NATO Ratchets up Tensions in the Baltic

NATO is on the move again, conducting a military BALTOPS (Baltic Operations) exercise in Ustka, Poland just west of the border from Kaliningrad in Russia.

This could be viewed as a direct provocation towards Russia. The increase in tension caused by such close-border exercises is justified by NATO blaming what they call Russian aggression in “annexing” Crimea. This, despite observers confirming the free and fair referendum in which the Crimean people overwhelmingly voted for reunification with Russia.

What’s more, NATO’s aggressive posturing is merely one of many such operations planned to be conducted across Eastern Europe.

The NATO exercise entitled Noble Jump includes attack helicopters, fighter jets, military hovercraft, amphibious landing vehicles, warships, and nearly 6,000 personnel, all taking part in drills to capture make-believe “enemy held” (Russian) territory.

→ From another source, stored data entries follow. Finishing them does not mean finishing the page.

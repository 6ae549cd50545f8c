//! Species → ability-pair lookup.

use crate::error::DataResult;
use std::collections::HashMap;
use std::io::Read;

/// Pair returned for species missing from the table.
pub const PLACEHOLDER_ABILITIES: (&str, &str) = ("Ability1", "Ability2");

/// Built-in Gen IV ability slots; single-ability species repeat the ability.
const BUILTIN_ABILITIES: &[(&str, &str, &str)] = &[
    ("bulbasaur", "Overgrow", "Overgrow"),
    ("charmander", "Blaze", "Blaze"),
    ("charizard", "Blaze", "Blaze"),
    ("squirtle", "Torrent", "Torrent"),
    ("pikachu", "Static", "Static"),
    ("growlithe", "Intimidate", "Flash Fire"),
    ("arcanine", "Intimidate", "Flash Fire"),
    ("abra", "Synchronize", "Inner Focus"),
    ("gastly", "Levitate", "Levitate"),
    ("scyther", "Swarm", "Technician"),
    ("magikarp", "Swift Swim", "Swift Swim"),
    ("lapras", "Water Absorb", "Shell Armor"),
    ("ditto", "Limber", "Limber"),
    ("eevee", "Run Away", "Adaptability"),
    ("snorlax", "Immunity", "Thick Fat"),
    ("dratini", "Shed Skin", "Shed Skin"),
    ("chikorita", "Overgrow", "Overgrow"),
    ("cyndaquil", "Blaze", "Blaze"),
    ("totodile", "Torrent", "Torrent"),
    ("togepi", "Hustle", "Serene Grace"),
    ("heracross", "Swarm", "Guts"),
    ("skarmory", "Keen Eye", "Sturdy"),
    ("larvitar", "Guts", "Guts"),
    ("gible", "Sand Veil", "Sand Veil"),
    ("riolu", "Steadfast", "Inner Focus"),
    ("lucario", "Steadfast", "Inner Focus"),
];

/// Case-insensitive species → (ability, ability) table.
#[derive(Debug, Clone, Default)]
pub struct AbilityTable {
    abilities: HashMap<String, (String, String)>,
}

impl AbilityTable {
    /// An empty table.
    #[must_use]
    pub fn new() -> Self {
        Self::default()
    }

    /// The built-in Gen IV table.
    #[must_use]
    pub fn builtin() -> Self {
        let mut table = Self::new();
        for (species, first, second) in BUILTIN_ABILITIES {
            table.insert(species, (*first).to_string(), (*second).to_string());
        }
        table
    }

    /// Load a `{"species": ["Ability", "Ability"]}` JSON object.
    ///
    /// # Errors
    ///
    /// Returns an error if the reader fails or the JSON has another shape.
    pub fn from_json<R: Read>(reader: R) -> DataResult<Self> {
        let raw: HashMap<String, (String, String)> = serde_json::from_reader(reader)?;
        let mut table = Self::new();
        for (species, (first, second)) in raw {
            table.insert(&species, first, second);
        }
        Ok(table)
    }

    /// Insert or replace a species entry.
    pub fn insert(&mut self, species: &str, first: String, second: String) {
        self.abilities.insert(species.to_lowercase(), (first, second));
    }

    /// Ability pair for a species, if known.
    #[must_use]
    pub fn get(&self, species: &str) -> Option<(&str, &str)> {
        self.abilities
            .get(&species.to_lowercase())
            .map(|(a, b)| (a.as_str(), b.as_str()))
    }

    /// Ability pair for a species, or [`PLACEHOLDER_ABILITIES`].
    #[must_use]
    pub fn abilities_for(&self, species: &str) -> (&str, &str) {
        self.get(species).unwrap_or(PLACEHOLDER_ABILITIES)
    }

    /// Whether the table has no species.
    #[must_use]
    pub fn is_empty(&self) -> bool {
        self.abilities.is_empty()
    }
}

#[cfg(test)]
mod tests {
    use super::*;

    #[test]
    fn test_builtin_lookup() {
        let table = AbilityTable::builtin();
        assert_eq!(table.abilities_for("Eevee"), ("Run Away", "Adaptability"));
        assert_eq!(table.abilities_for("PIKACHU"), ("Static", "Static"));
    }

    #[test]
    fn test_missing_species_uses_placeholder() {
        let table = AbilityTable::new();
        assert!(table.get("eevee").is_none());
        assert_eq!(table.abilities_for("eevee"), PLACEHOLDER_ABILITIES);
    }

    #[test]
    fn test_from_json() {
        let json = r#"{"Growlithe": ["Intimidate", "Flash Fire"]}"#;
        let table = AbilityTable::from_json(json.as_bytes()).unwrap();
        assert_eq!(table.abilities_for("growlithe"), ("Intimidate", "Flash Fire"));
        assert!(AbilityTable::from_json(r#"{"x": "y"}"#.as_bytes()).is_err());
    }
}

One account referred to “scenes reminiscent of fighting in eastern Ukraine between separatist insurgents and government forces, in which special forces overcome other militiamen as F-16 fighter jets buzz insurgents armed with heavy weapons and allied to the militia.” Such rhetoric again seeks to justify NATO’s provocative approach.

NATO actions, justification and timing merely heighten tension at an already difficult time between the West and Russia. Many are stating this is the worst escalation since the height of the Cold War between Russia and the West.

Recently the United States conducted another large movement of vehicles across Eastern Europe. One “parade” in Narva, Estonia was only 300 yards from the Russian border. Russian concerns regarding NATO expansion, and the seemingly endless maneuvers and encroachment since the fall of the Soviet Union, have been regularly dismissed by U.S. military leaders.

Russia claims border protection is in direct response to NATO escalations, while the West, for its part, maintains via the media that the increase in direct military exercises near Russia’s border, are in response to Russian border build-ups.


Among Russian responses to these exercises has been a military build-up in Kaliningrad, a naval base of great strategic importance, which allows access to the Baltic Sea without going past Estonia and Finland. This has led the Polish Defence Minister to state, “After tens of years of peace, that peaceful period after the Cold War is now over.”

According to NATO the entire event is part “of a wider series of training events occurring in June 2015 referred to as the ‘Allied Shield’ series of exercises.” There will be more exercises in Romania and other areas of Europe that are to be announced.

Both sides seem to be ramping up tensions, with Russia seeking self-protection and the U.S.-led NATO seemingly determined to act aggressively. One must wonder how the U.S. itself would react if a foreign military power felt entited to carry a series of military exercises so close to its own borders.